曲によって……よりもさらに細かく、パートによって手拍子の必要性──言い換えると「手拍子との親和性」ってのは変わってくる。これはライブで手拍子がしたいのならちゃんと理解しないといけないことだと思う。フィーリングに依るところも大きいが、手拍子しなくていいところではしなくていいんだ。周りがし始めても不要だと思えば腕組むなり伸ばすなりしてりゃいいんだ。

そんなの当たり前だろ、と思うなかれ。
これが理解できていない人多数と感じたから、こんな記事を休みの日に書いているのだ。

(複合パターンの手拍子は割愛して、リズムの一定された手拍子のみに絞って話を進めてます。「ちゃん、ちゃん、ちゃん、ちゃん」の繰り返しのやつね)

拍の概念

入り口だけ触ると、拍にはウラとオモテの概念がある。パートごとにどこを強調するかが変わったり、もっと言えばパートの最中でも強調する部分は変わったりする。これがさっき「親和性」と説明した部分と理由。

そこにみんなが一番想像しやすいであろう手拍子「ちゃん、ちゃん、ちゃん、ちゃん」のリズム(これは表4発の拍とり)がハマるときとハマらないときがある。別にポリリズムを形成したいわけじゃないんだし。

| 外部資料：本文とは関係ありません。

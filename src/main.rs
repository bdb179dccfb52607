use std::io::{self, Read};
use std::sync::Arc;

use anyhow::Result;
use clap::Parser;

#[derive(Parser, Debug)]
#[command(
    name = "aipic-rust",
    version,
    about = "MCP server that finds image placeholders and fills them with generated images"
)]
struct Cli {
    /// Image API key (overrides AIPIC_API_KEY / MODELSCOPE_API_KEY)
    #[arg(short = 'k', long = "key")]
    key: Option<String>,

    /// Image model id
    #[arg(short = 'm', long = "model")]
    model: Option<String>,

    /// Image generation endpoint
    #[arg(long = "base-url")]
    base_url: Option<String>,

    /// Read extra settings from a local TOML file
    #[arg(short = 'r', long = "read-settings")]
    read_settings: Option<String>,

    /// Enable verbose logging (stderr)
    #[arg(long = "verbose")]
    verbose: bool,

    /// Serve the tools over HTTP on this address instead of stdio
    #[arg(long = "server")]
    server: Option<String>,

    /// Analyze stdin once and print the placeholders as JSON
    #[arg(long = "analyze", value_parser = ["webpage", "article"])]
    analyze: Option<String>,
}

#[tokio::main]
async fn main() -> Result<()> {
    let cli = Cli::parse();
    aipic_rust::logging::init(cli.verbose)?;

    if let Some(mode) = cli.analyze.as_deref() {
        let mut input = String::new();
        io::stdin().read_to_string(&mut input)?;
        println!("{}", aipic_rust::analyze_to_json(mode, &input)?);
        return Ok(());
    }

    let service = aipic_rust::build_service(aipic_rust::Config {
        key: cli.key,
        model: cli.model,
        base_url: cli.base_url,
        settings_path: cli.read_settings,
    })?;
    let service = Arc::new(service);

    match cli.server {
        Some(addr) => aipic_rust::server::run_server(service, addr).await,
        None => aipic_rust::mcp::run_mcp(service).await,
    }
}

ハマってない状態ってどういう状態かというと、楽曲がじわりじわりと殺されている状態、に近い。殴られ続けているようなもの、紅茶を無理に飲まされ続けているようなもの、に近い。

どこに強拍を持ってきてその曲にノるのかは個人の自由なので、裏ノリ表ノリの解釈は今はどうでもいいんですが、首振ったり足動かしたりと違って手拍子は音が出るぶん周りが拍に意識的になってしまう。しかも周りに伝播しやすい。これが今回の問題点。間違いが拡散してしまう恐れがある。どこぞのSNSみたいね。

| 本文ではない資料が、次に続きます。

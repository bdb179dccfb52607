use serde::Deserialize;
use serde_json::{Value, json};
use std::time::Duration;
use tracing::{info, warn};

use super::retry::{BASE_DELAY, Backoff, is_throttled, retry_after};
use super::{GeneratorStatus, ImageError, ImageFuture, ImageGenerator, ImageRequest};

pub const DEFAULT_BASE_URL: &str = "https://api-inference.modelscope.cn/v1/images/generations";
pub const DEFAULT_MODEL: &str = "MusePublic/489_ckpt_FLUX_1";

/// Client for a ModelScope-compatible `images/generations` endpoint.
#[derive(Debug, Clone)]
pub struct ModelScope {
    key: String,
    model: String,
    base_url: String,
    client: reqwest::Client,
    retry_delay: Duration,
}

impl ModelScope {
    pub fn new(key: impl Into<String>) -> Self {
        Self {
            key: key.into(),
            model: DEFAULT_MODEL.to_string(),
            base_url: DEFAULT_BASE_URL.to_string(),
            client: reqwest::Client::new(),
            retry_delay: BASE_DELAY,
        }
    }

    pub fn with_model(mut self, model: impl Into<String>) -> Self {
        let model = model.into();
        if !model.trim().is_empty() {
            self.model = model;
        }
        self
    }

    pub fn with_base_url(mut self, base_url: impl Into<String>) -> Self {
        let base_url = base_url.into();
        if !base_url.trim().is_empty() {
            self.base_url = base_url;
        }
        self
    }

    pub fn with_timeout(mut self, timeout: Duration) -> Self {
        match reqwest::Client::builder().timeout(timeout).build() {
            Ok(client) => self.client = client,
            Err(err) => warn!("image client: ignoring timeout setting: {}", err),
        }
        self
    }

    async fn request_image(&self, request: ImageRequest) -> Result<String, ImageError> {
        let body = json!({
            "model": request.model.as_deref().unwrap_or(&self.model),
            "prompt": request.prompt,
        });
        info!("image: generating for prompt \"{}\"", request.prompt);

        let mut backoff = Backoff::new(self.retry_delay);
        loop {
            let response = self
                .client
                .post(&self.base_url)
                .bearer_auth(&self.key)
                .json(&body)
                .send()
                .await
                .map_err(|err| ImageError::Network(err.to_string()))?;

            let status = response.status();
            let retry_after = retry_after(response.headers());
            let text = response
                .text()
                .await
                .map_err(|err| ImageError::Network(err.to_string()))?;
            if status.is_success() {
                let url = extract_image_url(&text)?;
                info!("image: generated {}", url);
                return Ok(url);
            }
            if is_throttled(status) && backoff.wait(retry_after).await {
                continue;
            }
            let message = extract_error_message(&text).unwrap_or_else(|| {
                status
                    .canonical_reason()
                    .unwrap_or("unknown error")
                    .to_string()
            });
            return Err(ImageError::Http {
                status: status.as_u16(),
                message,
            });
        }
    }
}

impl ImageGenerator for ModelScope {
    fn generate(&self, request: ImageRequest) -> ImageFuture {
        let client = self.clone();
        Box::pin(async move { client.request_image(request).await })
    }

    fn status(&self) -> GeneratorStatus {
        GeneratorStatus {
            model: self.model.clone(),
            base_url: self.base_url.clone(),
        }
    }
}

#[derive(Debug, Deserialize)]
struct GenerationResponse {
    #[serde(default)]
    images: Vec<GeneratedEntry>,
}

#[derive(Debug, Deserialize)]
struct GeneratedEntry {
    url: String,
}

fn extract_image_url(text: &str) -> Result<String, ImageError> {
    let response: GenerationResponse = serde_json::from_str(text)
        .map_err(|err| ImageError::MalformedResponse(format!("invalid JSON: {}", err)))?;
    response
        .images
        .into_iter()
        .next()
        .map(|entry| entry.url)
        .filter(|url| !url.trim().is_empty())
        .ok_or_else(|| ImageError::MalformedResponse("response contains no images".to_string()))
}

fn extract_error_message(text: &str) -> Option<String> {
    let value: Value = serde_json::from_str(text).ok()?;
    let message = value
        .get("message")
        .or_else(|| value.get("error").and_then(|error| error.get("message")))
        .or_else(|| value.get("errors").and_then(|error| error.get("message")))
        .or_else(|| value.get("error"))?;
    message
        .as_str()
        .map(str::to_string)
        .filter(|message| !message.trim().is_empty())
}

飛燕』のイントロ前半は表4発でもいいけど、後半からAメロにかけては表4発じゃだめなんだ。せっかくのおいしいリズムが崩れちゃってる。アメリカンの風味が砂糖で台無しにしちゃってる。表4発でずっといくなら最初だけであとは手拍子なんかなくて良い。

あそこで「うんちゃ、うん、ちゃっちゃ」の手拍子が巻き起こる会場は優秀な部類に入るとは思う。ぜひ行ってみたい。難しいけど無理じゃない。この感覚をリスナーが身につけてほしい。